My cousin and our hostess in Sevilla, Elena, stepped up big time for me. She sent her husband, David, for churros in the morning. She arranged a cookout for the afternoon, inviting a few friends and family. Her daughter, Huga, secretly wrapped a few small gifts for Elena and hid them around the house, scavenger hunt-style. My cousin, Julio, took me to the bakery so I could buy a cake. And later in the evening, Julio and his wife, Hara, took us down to Sevilla so that I could fulfill a long-held request of Elena to take one of those horse-drawn carriage rides around the city.
I must admit, for someone who has always looked at those things through jaded eyes, it was a magical way to end an evening. We counted six brides getting their photos taken in the Plaza de Espana. It wasn’t lost on me that in another 12 years (of which the first 12 have flown by in the blink of an eye), Elena could be a bride herself.
For Elena, Mike and I, it is also the year of almost-milestone birthdays. Next year we’ll turn 40, and Elena will enter her teenage years. Oof.
Looking back, I realize I have seven years of birthday posts for Elena recorded in Google’s vaults for eternity from this very corner of the internet. When you’re seven, this is adorable.

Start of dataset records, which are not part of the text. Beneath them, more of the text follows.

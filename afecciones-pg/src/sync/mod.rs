//! Synchronisation de colecciones externes vers PostGIS
//!
//! Chaque page est validée, reprojetée et écrite en staging dans une
//! transaction courte; le swap final (replace/append/upsert) tient dans
//! une seule transaction, donc un sync échoué ne touche jamais la table
//! finale. Annulation coopérative entre les pages, jamais au milieu.

pub mod hash;
pub mod retry;
pub mod source;
pub mod status;

use std::fmt;
use std::str::FromStr;
use std::sync::atomic::{AtomicBool, Ordering};
use std::sync::Arc;
use std::time::Instant;

use anyhow::{Context, Result};
use bytes::Bytes;
use deadpool_postgres::Pool;
use futures::SinkExt;
use geo::Geometry;
use geozero::wkt::WktWriter;
use geozero::GeozeroGeometry;
use serde::Serialize;
use tracing::{error, info, warn};

use afecciones::{validate, WORKING_EPSG};

use crate::config;
use crate::report::SyncReport;
use crate::reproject::Reprojector;
use crate::store::schema;

pub use hash::geometry_hash;
pub use retry::RetryPolicy;
pub use source::{CollectionInfo, FeaturePage, FeatureSource, GeoJsonDirSource, SourceFeature};
pub use status::{SyncRecord, SyncState};

/// Stratégie d'écriture d'un sync
#[derive(Debug, Clone, Copy, PartialEq, Eq, Serialize)]
#[serde(rename_all = "lowercase")]
pub enum SyncStrategy {
    /// Vide la colección puis recharge (swap atomique via staging)
    Replace,
    /// Insère sans vérifier les doublons
    Append,
    /// Insert-or-update clé (collection_id, feature_id), avec détection
    /// de changement par hash de géométrie
    Upsert,
}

Take more pictures of me, Mom! Is this going to be on the blog, Mom? Please put it on the blog!
At twelve, this is no longer the case.
Stop taking so many pictures of me, Mother. You’re not going to post this on your blog, are you? DO NOT put it on the blog/Facebook/Instagram, Mother.

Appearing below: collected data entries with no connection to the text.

//! Référence cadastrale espagnole (refcat)
//!
//! Deux formats valides:
//! - 14 caractères: parcelle (ex: `04001A00100001`)
//! - 20 caractères: bien immobilier complet, parcelle + charge + contrôle
//!
//! Les références rustiques commencent par le code province (2 chiffres)
//! suivi du code municipio (3 chiffres).

use std::fmt;
use std::str::FromStr;

use serde::Serialize;

use crate::AfeccionError;

/// Référence cadastrale validée, toujours en majuscules
#[derive(Debug, Clone, PartialEq, Eq, Hash, Serialize)]
#[serde(transparent)]
pub struct RefCat(String);

impl RefCat {
    /// Parse et valide une référence cadastrale
    pub fn parse(raw: &str) -> Result<Self, AfeccionError> {
        let value = raw.trim().to_ascii_uppercase();

        if value.len() != 14 && value.len() != 20 {
            return Err(AfeccionError::invalid_refcat(
                raw,
                format!("expected 14 or 20 characters, got {}", value.len()),
            ));
        }

        if let Some(bad) = value.chars().find(|c| !c.is_ascii_alphanumeric()) {
            return Err(AfeccionError::invalid_refcat(
                raw,
                format!("non-alphanumeric character '{}'", bad),
            ));
        }

        Ok(Self(value))
    }

    pub fn as_str(&self) -> &str {
        &self.0
    }

    /// Référence du bien immobilier complet (20 caractères)
    pub fn is_full(&self) -> bool {
        self.0.len() == 20
    }

    /// Les 14 premiers caractères: la parcelle porteuse
    pub fn parcel_ref(&self) -> &str {
        &self.0[..14]
    }

    /// Code province (2 chiffres) pour les références rustiques
    pub fn provincia_code(&self) -> Option<&str> {
        let code = &self.0[..2];
        code.chars().all(|c| c.is_ascii_digit()).then_some(code)
    }

    /// Code municipio (3 chiffres) pour les références rustiques
    pub fn municipio_code(&self) -> Option<&str> {
        self.provincia_code()?;
        let code = &self.0[2..5];
        code.chars().all(|c| c.is_ascii_digit()).then_some(code)
    }
}

impl fmt::Display for RefCat {
    fn fmt(&self, f: &mut fmt::Formatter<'_>) -> fmt::Result {
        f.write_str(&self.0)
    }
}

impl FromStr for RefCat {
    type Err = AfeccionError;

    fn from_str(s: &str) -> Result<Self, Self::Err> {
        Self::parse(s)
    }
}

#[cfg(test)]
mod tests {
    use super::*;

    #[test]
    fn test_parse_rustic_14() {
        let r = RefCat::parse("04001A00100001").unwrap();
        assert_eq!(r.as_str(), "04001A00100001");
        assert!(!r.is_full());
        assert_eq!(r.provincia_code(), Some("04"));
        assert_eq!(r.municipio_code(), Some("001"));
    }

    #[test]
    fn test_parse_full_20() {
        let r = RefCat::parse("9872023VH5797S0001WX").unwrap();
        assert!(r.is_full());
        assert_eq!(r.parcel_ref(), "9872023VH5797S");
    }

    #[test]
    fn test_lowercase_normalized() {
        let r = RefCat::parse("04001a00100001").unwrap();
        assert_eq!(r.as_str(), "04001A00100001");
    }

    #[test]
    fn test_urban_has_no_provincia_code() {
        // Les références urbaines commencent par les coordonnées de la manzana
        let r = RefCat::parse("9872023VH5797S").unwrap();
        assert_eq!(r.provincia_code(), Some("98"));
        let r = RefCat::parse("A872023VH5797S").unwrap();
        assert_eq!(r.provincia_code(), None);
        assert_eq!(r.municipio_code(), None);
    }

    #[test]
    fn test_reject_wrong_length() {
        let err = RefCat::parse("04001A001").unwrap_err();
        assert_eq!(err.kind(), "invalid_refcat");
    }

    #[test]
    fn test_reject_bad_characters() {
        let err = RefCat::parse("04001A001000-1").unwrap_err();
        assert_eq!(err.kind(), "invalid_refcat");
    }

    #[test]
    fn test_trims_whitespace() {
        let r = RefCat::parse("  04001A00100001 ").unwrap();
        assert_eq!(r.as_str(), "04001A00100001");
    }
}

Sigh … from both of us. Only hers is an annoyed sigh, and mine is a tired, battle-worn sigh. Sadly, these differences in sighs cannot be communicated through italics or emojis. You just have to take my word for it (unless you’ve already been there, and then you know).
It’s hard to write about Elena these days. More and more, I’m feeling that her story is not mine alone to tell. The occasional brag is fun to share, but the sweet and reflective moments feel too intimate to share. They don’t come every day now, and as a result I hold them as fiercely as she held her favorite toys as a toddler. As for those not-so-sweet and exasperating moments, I can’t bear to share them either. I’ve never aimed to use this space as therapy. That’s what girlfriends and big bottles of wine are for.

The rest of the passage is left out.